In 2014 the Government announced the acquisition of new trains to replace the existing Sarmiento Line rolling stock. The cars were manufactured by Chinese company CSR Corporation, with the first arriving in June 2014. The incorporation of the rolling stock was also accompanied by the replacement of rails between Once and Moreno.

During 2015 a series of improvement works were conducted and completed on the line. These included remodelling stations, new signaling and other infrastructure improvements such as replacing track and third rail segments, as well as the refurbishing of workshops. The works, which also included the installation of a communications-based train control system, meant that the line was closed on Sundays from February to June of that year on its electrified segment, with replacement bus services operating during that time.

In 2021 transport minister Alexis Guerrera decided not to renew the freight concession with freight operation transferred to Argentinean Trains Cargo.

===Tunnels===
The line has two underground segments not currently in use for passenger services. The first of these is an underground station within the Plaza Miserere Buenos Aires Underground station, which formerly provided a direct connection with Line A alongside its platforms, rather than passengers transferring from Once railway station to the line using underground passages.
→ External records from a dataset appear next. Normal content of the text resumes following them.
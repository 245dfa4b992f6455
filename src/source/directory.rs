use std::path::PathBuf;
use crate::error::ProgressError;
use crate::reports::model::{DailyReport, ProgressStats, RawReport};
use crate::source::{ingest_reports, most_recent_first};

/// Reads one JSON report per `*.json` file in a directory.
#[derive(Debug, Clone)]
pub struct DirectorySource {
    dir: PathBuf,
}

impl DirectorySource {
    pub fn new(dir: PathBuf) -> Self {
        DirectorySource { dir }
    }

    /// Load every readable report. A missing directory is an empty source.
    /// Files are ingested in path order, so a repeated day keeps the record
    /// from the file that sorts first.
    pub async fn load_all(&self) -> Result<Vec<DailyReport>, ProgressError> {
        let mut raws: Vec<(PathBuf, RawReport)> = Vec::new();

        let mut entries = match tokio::fs::read_dir(&self.dir).await {
            Ok(entries) => entries,
            Err(e) if e.kind() == std::io::ErrorKind::NotFound => {
                tracing::debug!(path = ?self.dir, "Reports directory does not exist yet");
                return Ok(Vec::new());
            }
            Err(e) => {
                return Err(ProgressError::new(
                    format!("Failed to read reports directory: {}", e),
                    "io"
                ).with_context(format!("path: {:?}", self.dir)));
            }
        };

        loop {
            let entry = match entries.next_entry().await {
                Ok(Some(entry)) => entry,
                Ok(None) => break,
                Err(e) => {
                    return Err(ProgressError::new(
                        format!("Failed to list reports directory: {}", e),
                        "io"
                    ).with_context(format!("path: {:?}", self.dir)));
                }
            };
            let path = entry.path();
            if path.extension().and_then(|s| s.to_str()) != Some("json") {
                continue;
            }

            match tokio::fs::read_to_string(&path).await {
                Ok(text) => match serde_json::from_str::<RawReport>(&text) {
                    Ok(raw) => raws.push((path, raw)),
                    Err(e) => {
                        tracing::warn!(
                            path = ?path,
                            error = %e,
                            "Failed to parse report file, skipping"
                        );
                    }
                },
                Err(e) => {
                    tracing::warn!(
                        path = ?path,
                        error = %e,
                        "Failed to read report file, skipping"
                    );
                }
            }
        }

        raws.sort_by(|a, b| a.0.cmp(&b.0));
        let origin = self.dir.to_string_lossy();
        Ok(ingest_reports(raws.into_iter().map(|(_, raw)| raw).collect(), &origin))
    }

    pub async fn fetch_recent_reports(&self, limit: usize) -> Result<Vec<DailyReport>, ProgressError> {
        let reports = self.load_all().await?;
        Ok(most_recent_first(reports, limit))
    }

    /// Stats are derived over every report on disk, not just the recent window.
    pub async fn fetch_stats(&self) -> Result<ProgressStats, ProgressError> {
        let reports = self.load_all().await?;
        Ok(ProgressStats::from_reports(&reports))
    }
}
In May 2014, this connection was being restored with tracks replaced in order to restore the line's service to the Underground.

The second is a tunnel which runs directly from Once railway station to Puerto Madero in the centre of the city. Nowadays it is only used for freight to the Port of Buenos Aires, being operated by private company Ferrosur Roca; however, it was briefly used for passenger services in the 1990s. The tunnel is around 5 km long and runs through the middle of the city below Line A. Construction of the tunnel had been initiated by the Buenos Aires Western Railway in 1912; however, it was not completed until 1916 due to delays caused by the First World War. As of November 2015, Trenes Argentinos Operaciones was replacing pipes in the Puerto Madero tunnel with no plan of reopening it for passenger services.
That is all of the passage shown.